::: Records provided

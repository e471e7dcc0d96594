use confer_core::{ParticipantId, SignalMessage};
use async_trait::async_trait;

/// Трейт, который реализует WebSocket сервер,
/// чтобы комната могла отправлять сообщения участникам.
#[async_trait]
pub trait SignalingOutput: Send + Sync {
    /// Отправить сообщение конкретному участнику. Отключённые участники пропускаются.
    async fn send_to(&self, participant: &ParticipantId, msg: SignalMessage);
}
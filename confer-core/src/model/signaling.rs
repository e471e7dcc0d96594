use crate::model::participant::{ParticipantId, ParticipantInfo};
use serde::{Deserialize, Serialize};

#[derive(Debug, Clone, PartialEq, Serialize, Deserialize)]
pub struct IceServerConfig {
    pub urls: Vec<String>,
    pub username: Option<String>,
    pub credential: Option<String>,
}

/// ICE кандидат в том виде, в каком его сериализует браузер.
#[derive(Debug, Clone, PartialEq, Eq, Serialize, Deserialize)]
#[serde(rename_all = "camelCase")]
pub struct IceCandidate {
    pub candidate: String,
    #[serde(default)]
    pub sdp_mid: Option<String>,
    #[serde(default)]
    pub sdp_m_line_index: Option<u16>,
}

impl IceCandidate {
    pub fn new(candidate: impl Into<String>) -> Self {
        Self {
            candidate: candidate.into(),
            sdp_mid: None,
            sdp_m_line_index: None,
        }
    }
}

#[derive(Debug, Clone, Copy, PartialEq, Eq)]
pub enum SdpKind {
    Offer,
    Answer,
}

#[derive(Debug, Clone, PartialEq, Eq)]
pub struct SessionDescription {
    pub kind: SdpKind,
    pub sdp: String,
}

impl SessionDescription {
    pub fn offer(sdp: impl Into<String>) -> Self {
        Self {
            kind: SdpKind::Offer,
            sdp: sdp.into(),
        }
    }

    pub fn answer(sdp: impl Into<String>) -> Self {
        Self {
            kind: SdpKind::Answer,
            sdp: sdp.into(),
        }
    }
}

#[derive(Debug, Clone, Copy, PartialEq, Eq)]
pub enum SignalType {
    Offer,
    Answer,
    IceCandidate,
}

/// Полезная нагрузка `webrtc_signal`.
#[derive(Debug, Clone, PartialEq, Eq, Serialize, Deserialize)]
#[serde(tag = "type", rename_all = "snake_case")]
pub enum Signal {
    Offer { sdp: String },
    Answer { sdp: String },
    IceCandidate { candidate: IceCandidate },
}

impl Signal {
    pub fn signal_type(&self) -> SignalType {
        match self {
            Signal::Offer { .. } => SignalType::Offer,
            Signal::Answer { .. } => SignalType::Answer,
            Signal::IceCandidate { .. } => SignalType::IceCandidate,
        }
    }
}

impl From<SessionDescription> for Signal {
    fn from(desc: SessionDescription) -> Self {
        match desc.kind {
            SdpKind::Offer => Signal::Offer { sdp: desc.sdp },
            SdpKind::Answer => Signal::Answer { sdp: desc.sdp },
        }
    }
}

#[derive(Debug, Clone, Copy, PartialEq, Eq, Serialize, Deserialize)]
#[serde(rename_all = "snake_case")]
pub enum UserAction {
    Mute,
    Unmute,
    VideoOn,
    VideoOff,
    ScreenShareStart,
    ScreenShareStop,
    #[serde(other)]
    Unknown,
}

/// Конверт сигнального канала. Одна схема на оба направления:
/// поля отправителя заполняет хаб при пересылке.
#[derive(Debug, Clone, PartialEq, Serialize, Deserialize)]
#[serde(tag = "type", rename_all = "snake_case")]
pub enum SignalMessage {
    UserInfo {
        user_name: String,
    },
    GetParticipants,
    ParticipantsList {
        participants: Vec<ParticipantInfo>,
        #[serde(default, skip_serializing_if = "Option::is_none")]
        your_id: Option<ParticipantId>,
        #[serde(default, skip_serializing_if = "Option::is_none")]
        room_id: Option<String>,
    },
    UserJoined {
        user_id: ParticipantId,
        #[serde(default, skip_serializing_if = "Option::is_none")]
        user_name: Option<String>,
        #[serde(default, skip_serializing_if = "Option::is_none")]
        room_id: Option<String>,
        #[serde(default, skip_serializing_if = "Option::is_none")]
        participants_count: Option<usize>,
    },
    UserLeft {
        user_id: ParticipantId,
        #[serde(default, skip_serializing_if = "Option::is_none")]
        user_name: Option<String>,
        #[serde(default, skip_serializing_if = "Option::is_none")]
        room_id: Option<String>,
        #[serde(default, skip_serializing_if = "Option::is_none")]
        participants_count: Option<usize>,
    },
    #[serde(rename = "webrtc_signal")]
    WebRtcSignal {
        signal: Signal,
        #[serde(default, skip_serializing_if = "Option::is_none")]
        target_user_id: Option<ParticipantId>,
        #[serde(default, skip_serializing_if = "Option::is_none")]
        from_user_id: Option<ParticipantId>,
    },
    UserAction {
        action: UserAction,
        #[serde(default, skip_serializing_if = "Option::is_none")]
        value: Option<serde_json::Value>,
        #[serde(default, skip_serializing_if = "Option::is_none")]
        user_id: Option<ParticipantId>,
        #[serde(default, skip_serializing_if = "Option::is_none")]
        user_name: Option<String>,
    },
    ChatMessage {
        message: String,
        #[serde(default, skip_serializing_if = "Option::is_none")]
        user_id: Option<ParticipantId>,
        #[serde(default, skip_serializing_if = "Option::is_none")]
        user_name: Option<String>,
    },
    Ping,
    Pong,
    Error {
        message: String,
    },
}

impl SignalMessage {
    pub fn signal_to(target: ParticipantId, signal: Signal) -> Self {
        SignalMessage::WebRtcSignal {
            signal,
            target_user_id: Some(target),
            from_user_id: None,
        }
    }

    pub fn action(action: UserAction) -> Self {
        SignalMessage::UserAction {
            action,
            value: None,
            user_id: None,
            user_name: None,
        }
    }

    /// Имя варианта для логов.
    pub fn kind(&self) -> &'static str {
        match self {
            SignalMessage::UserInfo { .. } => "user_info",
            SignalMessage::GetParticipants => "get_participants",
            SignalMessage::ParticipantsList { .. } => "participants_list",
            SignalMessage::UserJoined { .. } => "user_joined",
            SignalMessage::UserLeft { .. } => "user_left",
            SignalMessage::WebRtcSignal { .. } => "webrtc_signal",
            SignalMessage::UserAction { .. } => "user_action",
            SignalMessage::ChatMessage { .. } => "chat_message",
            SignalMessage::Ping => "ping",
            SignalMessage::Pong => "pong",
            SignalMessage::Error { .. } => "error",
        }
    }
}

::::::

Work instruction: Keeping every word as it is, repeat all of the records.

Expected answer:
repository e471e7dcc0d96594
use confer_core::{ParticipantId, SignalMessage};
use async_trait::async_trait;

/// Трейт, который реализует WebSocket сервер,
/// чтобы комната могла отправлять сообщения участникам.
#[async_trait]
pub trait SignalingOutput: Send + Sync {
    /// Отправить сообщение конкретному участнику. Отключённые участники пропускаются.
    async fn send_to(&self, participant: &ParticipantId, msg: SignalMessage);
}
filename confer-core/src/model/signaling.rs
repository e471e7dcc0d96594
use crate::model::participant::{ParticipantId, ParticipantInfo};
use serde::{Deserialize, Serialize};

#[derive(Debug, Clone, PartialEq, Serialize, Deserialize)]
pub struct IceServerConfig {
    pub urls: Vec<String>,
    pub username: Option<String>,
    pub credential: Option<String>,
}

/// ICE кандидат в том виде, в каком его сериализует браузер.
#[derive(Debug, Clone, PartialEq, Eq, Serialize, Deserialize)]
#[serde(rename_all = "camelCase")]
pub struct IceCandidate {
    pub candidate: String,
    #[serde(default)]
    pub sdp_mid: Option<String>,
    #[serde(default)]
    pub sdp_m_line_index: Option<u16>,
}

impl IceCandidate {
    pub fn new(candidate: impl Into<String>) -> Self {
        Self {
            candidate: candidate.into(),
            sdp_mid: None,
            sdp_m_line_index: None,
        }
    }
}

#[derive(Debug, Clone, Copy, PartialEq, Eq)]
pub enum SdpKind {
    Offer,
    Answer,
}

#[derive(Debug, Clone, PartialEq, Eq)]
pub struct SessionDescription {
    pub kind: SdpKind,
    pub sdp: String,
}

impl SessionDescription {
    pub fn offer(sdp: impl Into<String>) -> Self {
        Self {
            kind: SdpKind::Offer,
            sdp: sdp.into(),
        }
    }

    pub fn answer(sdp: impl Into<String>) -> Self {
        Self {
            kind: SdpKind::Answer,
            sdp: sdp.into(),
        }
    }
}

#[derive(Debug, Clone, Copy, PartialEq, Eq)]
pub enum SignalType {
    Offer,
    Answer,
    IceCandidate,
}

/// Полезная нагрузка `webrtc_signal`.
#[derive(Debug, Clone, PartialEq, Eq, Serialize, Deserialize)]
#[serde(tag = "type", rename_all = "snake_case")]
pub enum Signal {
    Offer { sdp: String },
    Answer { sdp: String },
    IceCandidate { candidate: IceCandidate },
}

impl Signal {
    pub fn signal_type(&self) -> SignalType {
        match self {
            Signal::Offer { .. } => SignalType::Offer,
            Signal::Answer { .. } => SignalType::Answer,
            Signal::IceCandidate { .. } => SignalType::IceCandidate,
        }
    }
}

impl From<SessionDescription> for Signal {
    fn from(desc: SessionDescription) -> Self {
        match desc.kind {
            SdpKind::Offer => Signal::Offer { sdp: desc.sdp },
            SdpKind::Answer => Signal::Answer { sdp: desc.sdp },
        }
    }
}

#[derive(Debug, Clone, Copy, PartialEq, Eq, Serialize, Deserialize)]
#[serde(rename_all = "snake_case")]
pub enum UserAction {
    Mute,
    Unmute,
    VideoOn,
    VideoOff,
    ScreenShareStart,
    ScreenShareStop,
    #[serde(other)]
    Unknown,
}

/// Конверт сигнального канала. Одна схема на оба направления:
/// поля отправителя заполняет хаб при пересылке.
#[derive(Debug, Clone, PartialEq, Serialize, Deserialize)]
#[serde(tag = "type", rename_all = "snake_case")]
pub enum SignalMessage {
    UserInfo {
        user_name: String,
    },
    GetParticipants,
    ParticipantsList {
        participants: Vec<ParticipantInfo>,
        #[serde(default, skip_serializing_if = "Option::is_none")]
        your_id: Option<ParticipantId>,
        #[serde(default, skip_serializing_if = "Option::is_none")]
        room_id: Option<String>,
    },
    UserJoined {
        user_id: ParticipantId,
        #[serde(default, skip_serializing_if = "Option::is_none")]
        user_name: Option<String>,
        #[serde(default, skip_serializing_if = "Option::is_none")]
        room_id: Option<String>,
        #[serde(default, skip_serializing_if = "Option::is_none")]
        participants_count: Option<usize>,
    },
    UserLeft {
        user_id: ParticipantId,
        #[serde(default, skip_serializing_if = "Option::is_none")]
        user_name: Option<String>,
        #[serde(default, skip_serializing_if = "Option::is_none")]
        room_id: Option<String>,
        #[serde(default, skip_serializing_if = "Option::is_none")]
        participants_count: Option<usize>,
    },
    #[serde(rename = "webrtc_signal")]
    WebRtcSignal {
        signal: Signal,
        #[serde(default, skip_serializing_if = "Option::is_none")]
        target_user_id: Option<ParticipantId>,
        #[serde(default, skip_serializing_if = "Option::is_none")]
        from_user_id: Option<ParticipantId>,
    },
    UserAction {
        action: UserAction,
        #[serde(default, skip_serializing_if = "Option::is_none")]
        value: Option<serde_json::Value>,
        #[serde(default, skip_serializing_if = "Option::is_none")]
        user_id: Option<ParticipantId>,
        #[serde(default, skip_serializing_if = "Option::is_none")]
        user_name: Option<String>,
    },
    ChatMessage {
        message: String,
        #[serde(default, skip_serializing_if = "Option::is_none")]
        user_id: Option<ParticipantId>,
        #[serde(default, skip_serializing_if = "Option::is_none")]
        user_name: Option<String>,
    },
    Ping,
    Pong,
    Error {
        message: String,
    },
}

impl SignalMessage {
    pub fn signal_to(target: ParticipantId, signal: Signal) -> Self {
        SignalMessage::WebRtcSignal {
            signal,
            target_user_id: Some(target),
            from_user_id: None,
        }
    }

    pub fn action(action: UserAction) -> Self {
        SignalMessage::UserAction {
            action,
            value: None,
            user_id: None,
            user_name: None,
        }
    }

    /// Имя варианта для логов.
    pub fn kind(&self) -> &'static str {
        match self {
            SignalMessage::UserInfo { .. } => "user_info",
            SignalMessage::GetParticipants => "get_participants",
            SignalMessage::ParticipantsList { .. } => "participants_list",
            SignalMessage::UserJoined { .. } => "user_joined",
            SignalMessage::UserLeft { .. } => "user_left",
            SignalMessage::WebRtcSignal { .. } => "webrtc_signal",
            SignalMessage::UserAction { .. } => "user_action",
            SignalMessage::ChatMessage { .. } => "chat_message",
            SignalMessage::Ping => "ping",
            SignalMessage::Pong => "pong",
            SignalMessage::Error { .. } => "error",
        }
    }
}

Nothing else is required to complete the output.